#### [Data extract]
↓
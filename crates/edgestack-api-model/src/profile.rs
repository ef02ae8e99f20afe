//! Profile read/write types.

/// Fields a profile read may return. Anything else stored on the record is
/// dropped before it leaves the service.
pub const PROFILE_READ_FIELDS: &[&str] = &[
    "userId",
    "email",
    "displayName",
    "realName",
    "activeness",
    "role",
    "interestTags",
    "applicationResponse",
    "dateOfJoining",
    "applicationStatus",
    "updatedAt",
];

/// The stub profile returned for guest identities, which have no row in the
/// users table until sign-up.
#[derive(Debug, serde::Serialize)]
#[serde(rename_all = "camelCase")]
pub struct GuestProfile {
    /// The guest id part of the actor.
    pub guest_id: String,
    /// Identity type discriminator.
    #[serde(rename = "type")]
    pub kind: &'static str,
    /// Always null for guests.
    pub email: Option<String>,
    /// Always null for guests.
    pub display_name: Option<String>,
    /// Always null for guests.
    pub real_name: Option<String>,
    /// Always null for guests.
    pub activeness: Option<String>,
    /// Always empty for guests.
    pub role: Vec<String>,
    /// Always empty for guests.
    pub interest_tags: Vec<String>,
    /// Always null for guests.
    pub application_response: Option<String>,
    /// Always null for guests.
    pub date_of_joining: Option<String>,
    /// Always null for guests.
    pub application_status: Option<String>,
    /// Always null for guests.
    pub updated_at: Option<String>,
    /// Human-readable explanation of the limited shape.
    pub message: &'static str,
}

impl GuestProfile {
    /// Build the stub for a guest id.
    #[must_use]
    pub fn new(guest_id: impl Into<String>) -> Self {
        Self {
            guest_id: guest_id.into(),
            kind: "guest",
            email: None,
            display_name: None,
            real_name: None,
            activeness: None,
            role: Vec::new(),
            interest_tags: Vec::new(),
            application_response: None,
            date_of_joining: None,
            application_status: None,
            updated_at: None,
            message: "Guest profile - limited until sign-up",
        }
    }
}

/// Response for whitelisted update operations (profile and item writes).
#[derive(Debug, serde::Serialize, serde::Deserialize)]
pub struct UpdateOutput {
    /// Always true on success.
    pub ok: bool,
    /// The names of the fields that were written.
    pub updated: Vec<String>,
}
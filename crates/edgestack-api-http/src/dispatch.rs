//! Handler trait and operation dispatch.

use std::future::Future;
use std::pin::Pin;

use bytes::Bytes;

use edgestack_api_model::ApiError;

use crate::body::ApiResponseBody;
use crate::router::ApiOperation;

/// Per-request context assembled by the gateway pipeline.
///
/// The actor is the output of the request authenticator — handlers trust it
/// as a verified principal and only ever parse its format, never re-verify
/// it.
#[derive(Debug, Clone)]
pub struct RequestContext {
    /// The verified actor string (`user:<id>` or `guest:<id>` by contract,
    /// though format validation is each handler's own responsibility).
    pub actor: String,
    /// The raw query string, if any.
    pub query: Option<String>,
}

/// Trait that the business logic provider must implement.
///
/// The handler receives a resolved operation, the request context, and the
/// normalized body bytes, and returns a complete HTTP response. This trait
/// is the boundary between the HTTP transport layer and the business logic
/// layer.
pub trait ApiHandler: Send + Sync + 'static {
    /// Handle an API operation and produce an HTTP response.
    fn handle_operation(
        &self,
        op: ApiOperation,
        ctx: RequestContext,
        body: Bytes,
    ) -> Pin<Box<dyn Future<Output = Result<http::Response<ApiResponseBody>, ApiError>> + Send>>;
}

/// Dispatch an operation to the handler.
pub async fn dispatch_operation<H: ApiHandler>(
    handler: &H,
    op: ApiOperation,
    ctx: RequestContext,
    body: Bytes,
) -> Result<http::Response<ApiResponseBody>, ApiError> {
    tracing::debug!(operation = %op, actor = %ctx.actor, "dispatching operation");
    handler.handle_operation(op, ctx, body).await
}

/// Default handler that returns an error for all operations.
#[derive(Debug, Clone, Default)]
pub struct NotImplementedHandler;

impl ApiHandler for NotImplementedHandler {
    fn handle_operation(
        &self,
        op: ApiOperation,
        _ctx: RequestContext,
        _body: Bytes,
    ) -> Pin<Box<dyn Future<Output = Result<http::Response<ApiResponseBody>, ApiError>> + Send>>
    {
        Box::pin(async move {
            Err(ApiError::not_found(format!(
                "operation not implemented: {op}"
            )))
        })
    }
}
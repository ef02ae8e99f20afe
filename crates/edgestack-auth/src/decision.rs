//! Authorization decision and deny reasons.

use std::fmt;

/// Why a request was denied.
///
/// Reason codes surface only on the internal diagnostic channel; the
/// external response shape is identical for every denial so that a caller
/// cannot distinguish a forged signature from a stale timestamp.
#[derive(Debug, Clone, Copy, PartialEq, Eq)]
pub enum DenyReason {
    /// One of the credential headers (or method/path) is absent or empty.
    MissingHeaders,
    /// The timestamp header is not a parseable number.
    BadTimestamp,
    /// The timestamp is outside the freshness window.
    Stale,
    /// The supplied signature does not match the computed one.
    BadSignature,
}

impl DenyReason {
    /// The wire/diagnostic reason code.
    #[must_use]
    pub fn as_str(self) -> &'static str {
        match self {
            Self::MissingHeaders => "missing_headers",
            Self::BadTimestamp => "bad_ts",
            Self::Stale => "stale",
            Self::BadSignature => "bad_sig",
        }
    }
}

impl fmt::Display for DenyReason {
    fn fmt(&self, f: &mut fmt::Formatter<'_>) -> fmt::Result {
        f.write_str(self.as_str())
    }
}

/// The outcome of verifying one request.
///
/// Every verification resolves to exactly one of these variants; no error
/// escapes the authenticator.
#[derive(Debug, Clone, PartialEq, Eq)]
pub enum AuthDecision {
    /// The request is verified; `actor` is the authenticated principal.
    Allow {
        /// The verified actor string, passed through verbatim.
        actor: String,
    },
    /// CORS preflight, allowed unconditionally and with no identity.
    AllowPreflight,
    /// The request is rejected.
    Deny {
        /// The diagnostic reason code.
        reason: DenyReason,
    },
}

impl AuthDecision {
    /// Whether the request may proceed.
    #[must_use]
    pub fn is_authorized(&self) -> bool {
        matches!(self, Self::Allow { .. } | Self::AllowPreflight)
    }

    /// Render the decision in the gateway authorizer contract shape.
    ///
    /// Allowed requests expose the actor through the authorizer context map
    /// (consumed downstream as `requestContext.authorizer.actor`); denials
    /// carry only the reason code, and only on this diagnostic shape — the
    /// body returned to the original caller never includes it.
    #[must_use]
    pub fn to_authorizer_output(&self) -> AuthorizerOutput {
        match self {
            Self::Allow { actor } => AuthorizerOutput {
                is_authorized: true,
                context: Some(AuthorizerContext {
                    actor: Some(actor.clone()),
                    reason: None,
                }),
            },
            Self::AllowPreflight => AuthorizerOutput {
                is_authorized: true,
                context: None,
            },
            Self::Deny { reason } => AuthorizerOutput {
                is_authorized: false,
                context: Some(AuthorizerContext {
                    actor: None,
                    reason: Some(reason.as_str()),
                }),
            },
        }
    }
}

/// Serializable authorizer decision, mirroring the gateway contract.
#[derive(Debug, Clone, PartialEq, Eq, serde::Serialize)]
#[serde(rename_all = "camelCase")]
pub struct AuthorizerOutput {
    /// Whether the request is authorized.
    pub is_authorized: bool,
    /// Context map attached to the decision.
    #[serde(skip_serializing_if = "Option::is_none")]
    pub context: Option<AuthorizerContext>,
}

/// The authorizer context map.
#[derive(Debug, Clone, PartialEq, Eq, serde::Serialize)]
pub struct AuthorizerContext {
    /// Verified actor, present on allow.
    #[serde(skip_serializing_if = "Option::is_none")]
    pub actor: Option<String>,
    /// Deny reason code, present on deny.
    #[serde(skip_serializing_if = "Option::is_none")]
    pub reason: Option<&'static str>,
}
↑
#### [Task requirements]
Only the lines from the start of the material through the line bearing "and item writes)." are needed, restated exactly, with both end lines included.

#### [Problem solution]
filename crates/edgestack-api-model/src/profile.rs
repository ef02ae8e99f20afe
//! Profile read/write types.

/// Fields a profile read may return. Anything else stored on the record is
/// dropped before it leaves the service.
pub const PROFILE_READ_FIELDS: &[&str] = &[
    "userId",
    "email",
    "displayName",
    "realName",
    "activeness",
    "role",
    "interestTags",
    "applicationResponse",
    "dateOfJoining",
    "applicationStatus",
    "updatedAt",
];

/// The stub profile returned for guest identities, which have no row in the
/// users table until sign-up.
#[derive(Debug, serde::Serialize)]
#[serde(rename_all = "camelCase")]
pub struct GuestProfile {
    /// The guest id part of the actor.
    pub guest_id: String,
    /// Identity type discriminator.
    #[serde(rename = "type")]
    pub kind: &'static str,
    /// Always null for guests.
    pub email: Option<String>,
    /// Always null for guests.
    pub display_name: Option<String>,
    /// Always null for guests.
    pub real_name: Option<String>,
    /// Always null for guests.
    pub activeness: Option<String>,
    /// Always empty for guests.
    pub role: Vec<String>,
    /// Always empty for guests.
    pub interest_tags: Vec<String>,
    /// Always null for guests.
    pub application_response: Option<String>,
    /// Always null for guests.
    pub date_of_joining: Option<String>,
    /// Always null for guests.
    pub application_status: Option<String>,
    /// Always null for guests.
    pub updated_at: Option<String>,
    /// Human-readable explanation of the limited shape.
    pub message: &'static str,
}

impl GuestProfile {
    /// Build the stub for a guest id.
    #[must_use]
    pub fn new(guest_id: impl Into<String>) -> Self {
        Self {
            guest_id: guest_id.into(),
            kind: "guest",
            email: None,
            display_name: None,
            real_name: None,
            activeness: None,
            role: Vec::new(),
            interest_tags: Vec::new(),
            application_response: None,
            date_of_joining: None,
            application_status: None,
            updated_at: None,
            message: "Guest profile - limited until sign-up",
        }
    }
}

/// Response for whitelisted update operations (profile and item writes).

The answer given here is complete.